#### WHAT IS EXPECTED
Return the following from the records below: each line, word for word, starting with the line that contains "MAX_CV_BYTES / (1024 * 1024)" and going on through the line that contains "use crate::preparation::store::ApplicationStore;", with nothing outside that range.

AVAILABLE RECORDS section start

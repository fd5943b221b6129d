pub mod health;

use axum::{
    extract::DefaultBodyLimit,
    routing::{get, post},
    Router,
};

use crate::cv::{self, MAX_CV_BYTES};
use crate::preparation::handlers as preparation;
use crate::scoring::handlers as scoring;
use crate::state::AppState;
use crate::usage::handlers as usage;

/// Multipart framing on top of the file itself.
const MULTIPART_OVERHEAD_BYTES: usize = 64 * 1024;

pub fn build_router(state: AppState) -> Router {
    Router::new()
        .route("/health", get(health::health_handler))
        // Scoring API
        .route("/api/ats/score", post(scoring::handle_ats_score))
        // Preparation API
        .route(
            "/api/applications/:id/prepare",
            post(preparation::handle_prepare),
        )
        .route(
            "/api/applications/:id/preparation",
            get(preparation::handle_get_preparation),
        )
        .route(
            "/api/applications/:id/cv",
            post(cv::handlers::handle_upload_cv)
                .layer(DefaultBodyLimit::max(MAX_CV_BYTES + MULTIPART_OVERHEAD_BYTES)),
        )
        // Usage API
        .route("/api/usage/stats", get(usage::handle_usage_stats))
        .with_state(state)
}

#[cfg(test)]
mod tests {
    use axum::body::{to_bytes, Body};
    use axum::http::{header, Request, StatusCode};
    use serde_json::{json, Value};
    use tower::ServiceExt;
    use uuid::Uuid;

    use super::*;
    use crate::test_support::{harness, StubGenerator};

    async fn body_json(response: axum::response::Response) -> Value {
        let bytes = to_bytes(response.into_body(), usize::MAX).await.unwrap();
        serde_json::from_slice(&bytes).unwrap()
    }

    fn ats_request(user_id: Uuid) -> Request<Body> {
        Request::post("/api/ats/score")
            .header(header::CONTENT_TYPE, "application/json")
            .body(Body::from(
                json!({
                    "user_id": user_id,
                    "resume_text": "Go developer, Docker, Kubernetes",
                    "job_description": "Kubernetes and Docker experience"
                })
                .to_string(),
            ))
            .unwrap()
    }

    #[tokio::test]
    async fn test_health() {
        let h = harness(StubGenerator::failing());
        let response = build_router(h.state)
            .oneshot(Request::get("/health").body(Body::empty()).unwrap())
            .await
            .unwrap();

        assert_eq!(response.status(), StatusCode::OK);
        let body = body_json(response).await;
        assert_eq!(body["service"], "prep-api");
        assert_eq!(body["storage"], "memory");
    }

    #[tokio::test]
    async fn test_ats_score_then_usage_stats() {
        let h = harness(StubGenerator::new().answer(
            "match_result",
            json!({"score": 64.6, "matched_factors": ["Docker"], "missing_factors": []}),
        ));
        let user = Uuid::new_v4();
        let router = build_router(h.state.clone());

        let response = router.clone().oneshot(ats_request(user)).await.unwrap();
        assert_eq!(response.status(), StatusCode::OK);
        let body = body_json(response).await;
        assert_eq!(body["score"], 65);
        assert_eq!(body["method"], "ai");
        assert!(body["recommendations"].is_array());

        let response = router
            .oneshot(
                Request::get(format!("/api/usage/stats?user_id={user}"))
                    .body(Body::empty())
                    .unwrap(),
            )
            .await
            .unwrap();
        assert_eq!(response.status(), StatusCode::OK);
        let stats = body_json(response).await;
        assert_eq!(stats["api_calls_today"], 1);
        assert_eq!(stats["credits_remaining"], 2);
        assert_eq!(stats["usage_by_endpoint"]["ats_score"], 1);
        assert_eq!(stats["recent_events"][0]["success"], true);
    }

    #[tokio::test]
    async fn test_ats_score_validation_error_shape() {
        let h = harness(StubGenerator::failing());
        let response = build_router(h.state)
            .oneshot(
                Request::post("/api/ats/score")
                    .header(header::CONTENT_TYPE, "application/json")
                    .body(Body::from(
                        json!({
                            "user_id": Uuid::new_v4(),
                            "resume_text": "",
                            "job_description": "Rust"
                        })
                        .to_string(),
                    ))
                    .unwrap(),
            )
            .await
            .unwrap();

        assert_eq!(response.status(), StatusCode::BAD_REQUEST);
        assert_eq!(body_json(response).await["error"]["code"], "VALIDATION_ERROR");
    }
}
//! Axum route handlers for CV upload.

use axum::{
    extract::{Multipart, Path, Query, State},
    Json,
};
use bytes::Bytes;
use serde::Serialize;
use tracing::{info, warn};
use uuid::Uuid;

use crate::cv::{clean_extracted_text, MAX_CV_BYTES};
use crate::errors::AppError;
use crate::state::AppState;
use crate::usage::handlers::UserIdQuery;

#[derive(Debug, Serialize)]
pub struct CvUploadResponse {
    pub application_id: Uuid,
    pub characters: usize,
}

/// POST /api/applications/:id/cv?user_id=
///
/// Accepts a PDF in the `file` field, extracts its text, and stores it on the application.
pub async fn handle_upload_cv(
    State(state): State<AppState>,
    Path(application_id): Path<Uuid>,
    Query(params): Query<UserIdQuery>,
    mut multipart: Multipart,
) -> Result<Json<CvUploadResponse>, AppError> {
    match state.applications.fetch_application(application_id).await? {
        Some(application) if application.user_id == params.user_id => {}
        _ => {
            return Err(AppError::NotFound(format!(
                "Application {application_id} not found"
            )))
        }
    }

    let pdf = read_file_field(&mut multipart).await?;
    info!(
        "Extracting CV text for application {application_id} ({} bytes)",
        pdf.len()
    );

    let raw = tokio::task::spawn_blocking(move || pdf_extract::extract_text_from_mem(&pdf))
        .await
        .map_err(|e| AppError::Internal(e.into()))?
        .map_err(|e| {
            warn!("PDF extraction failed for application {application_id}: {e}");
            AppError::Validation("The uploaded file is not a readable PDF".to_string())
        })?;

    let cv_text = clean_extracted_text(&raw);
    if cv_text.is_empty() {
        return Err(AppError::Validation(
            "No text could be extracted from the PDF. Scanned images are not supported."
                .to_string(),
        ));
    }

    state
        .applications
        .set_cv_text(application_id, &cv_text)
        .await?;

    Ok(Json(CvUploadResponse {
        application_id,
        characters: cv_text.chars().count(),
    }))
}

async fn read_file_field(multipart: &mut Multipart) -> Result<Bytes, AppError> {
    while let Some(field) = multipart
        .next_field()
        .await
        .map_err(|e| AppError::Validation(format!("Invalid multipart body: {e}")))?
    {
        if field.name() != Some("file") {
            continue;
        }

        let data = field
            .bytes()
            .await
            .map_err(|e| AppError::Validation(format!("Could not read uploaded file: {e}")))?;
        if data.is_empty() {
            return Err(AppError::Validation("Uploaded file is empty".to_string()));
        }
        if data.len() > MAX_CV_BYTES {
            return Err(AppError::Validation(format!(
                "CV must be under {} MB",
                MAX_CV_BYTES / (1024 * 1024)
            )));
        }
        if !data.starts_with(b"%PDF") {
            return Err(AppError::Validation("Only PDF files are accepted".to_string()));
        }
        return Ok(data);
    }

    Err(AppError::Validation(
        "Multipart body must include a 'file' field".to_string(),
    ))
}

#[cfg(test)]
mod tests {
    use axum::body::{to_bytes, Body};
    use axum::http::{header, Request, StatusCode};
    use tower::ServiceExt;

    use crate::models::application::ApplicationRow;
    use crate::preparation::store::ApplicationStore;
    use crate::routes::build_router;
    use crate::test_support::{harness, StubGenerator};

    use super::*;

    const BOUNDARY: &str = "prep-api-test-boundary";

    fn multipart_body(field: &str, content: &[u8]) -> Body {
        let mut body = format!(
            "--{BOUNDARY}\r\nContent-Disposition: form-data; name=\"{field}\"; filename=\"cv.pdf\"\r\n\
             Content-Type: application/pdf\r\n\r\n"
        )
        .into_bytes();
        body.extend_from_slice(content);
        body.extend_from_slice(format!("\r\n--{BOUNDARY}--\r\n").as_bytes());
        Body::from(body)
    }

    fn upload(application_id: Uuid, user_id: Uuid, body: Body) -> Request<Body> {
        Request::post(format!(
            "/api/applications/{application_id}/cv?user_id={user_id}"
        ))
        .header(
            header::CONTENT_TYPE,
            format!("multipart/form-data; boundary={BOUNDARY}"),
        )
        .body(body)
        .unwrap()
    }

    fn seed() -> (crate::test_support::TestHarness, ApplicationRow) {
        let h = harness(StubGenerator::failing());
        let application = ApplicationRow {
            id: Uuid::new_v4(),
            user_id: Uuid::new_v4(),
            job_title: "QA Engineer".to_string(),
            company: "Hooli".to_string(),
            job_description: "Playwright".to_string(),
            cv_text: None,
        };
        h.applications.insert_application(application.clone());
        (h, application)
    }

    #[tokio::test]
    async fn test_non_pdf_upload_is_rejected() {
        let (h, app) = seed();

        let response = build_router(h.state.clone())
            .oneshot(upload(app.id, app.user_id, multipart_body("file", b"hello")))
            .await
            .unwrap();

        assert_eq!(response.status(), StatusCode::BAD_REQUEST);
        let bytes = to_bytes(response.into_body(), usize::MAX).await.unwrap();
        let body: serde_json::Value = serde_json::from_slice(&bytes).unwrap();
        assert_eq!(body["error"]["code"], "VALIDATION_ERROR");
        assert!(h
            .applications
            .fetch_application(app.id)
            .await
            .unwrap()
            .unwrap()
            .cv_text
            .is_none());
    }

    #[tokio::test]
    async fn test_missing_file_field_is_rejected() {
        let (h, app) = seed();

        let response = build_router(h.state.clone())
            .oneshot(upload(app.id, app.user_id, multipart_body("resume", b"%PDF-1.4")))
            .await
            .unwrap();

        assert_eq!(response.status(), StatusCode::BAD_REQUEST);
    }

    #[tokio::test]
    async fn test_upload_to_foreign_application_is_404() {
        let (h, app) = seed();

        let response = build_router(h.state.clone())
            .oneshot(upload(app.id, Uuid::new_v4(), multipart_body("file", b"%PDF-1.4")))
            .await
            .unwrap();

        assert_eq!(response.status(), StatusCode::NOT_FOUND);
    }
}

AVAILABLE RECORDS section end

#### SOLUTION FOR THIS PROBLEM
                MAX_CV_BYTES / (1024 * 1024)
            )));
        }
        if !data.starts_with(b"%PDF") {
            return Err(AppError::Validation("Only PDF files are accepted".to_string()));
        }
        return Ok(data);
    }

    Err(AppError::Validation(
        "Multipart body must include a 'file' field".to_string(),
    ))
}

#[cfg(test)]
mod tests {
    use axum::body::{to_bytes, Body};
    use axum::http::{header, Request, StatusCode};
    use tower::ServiceExt;

    use crate::models::application::ApplicationRow;
    use crate::preparation::store::ApplicationStore;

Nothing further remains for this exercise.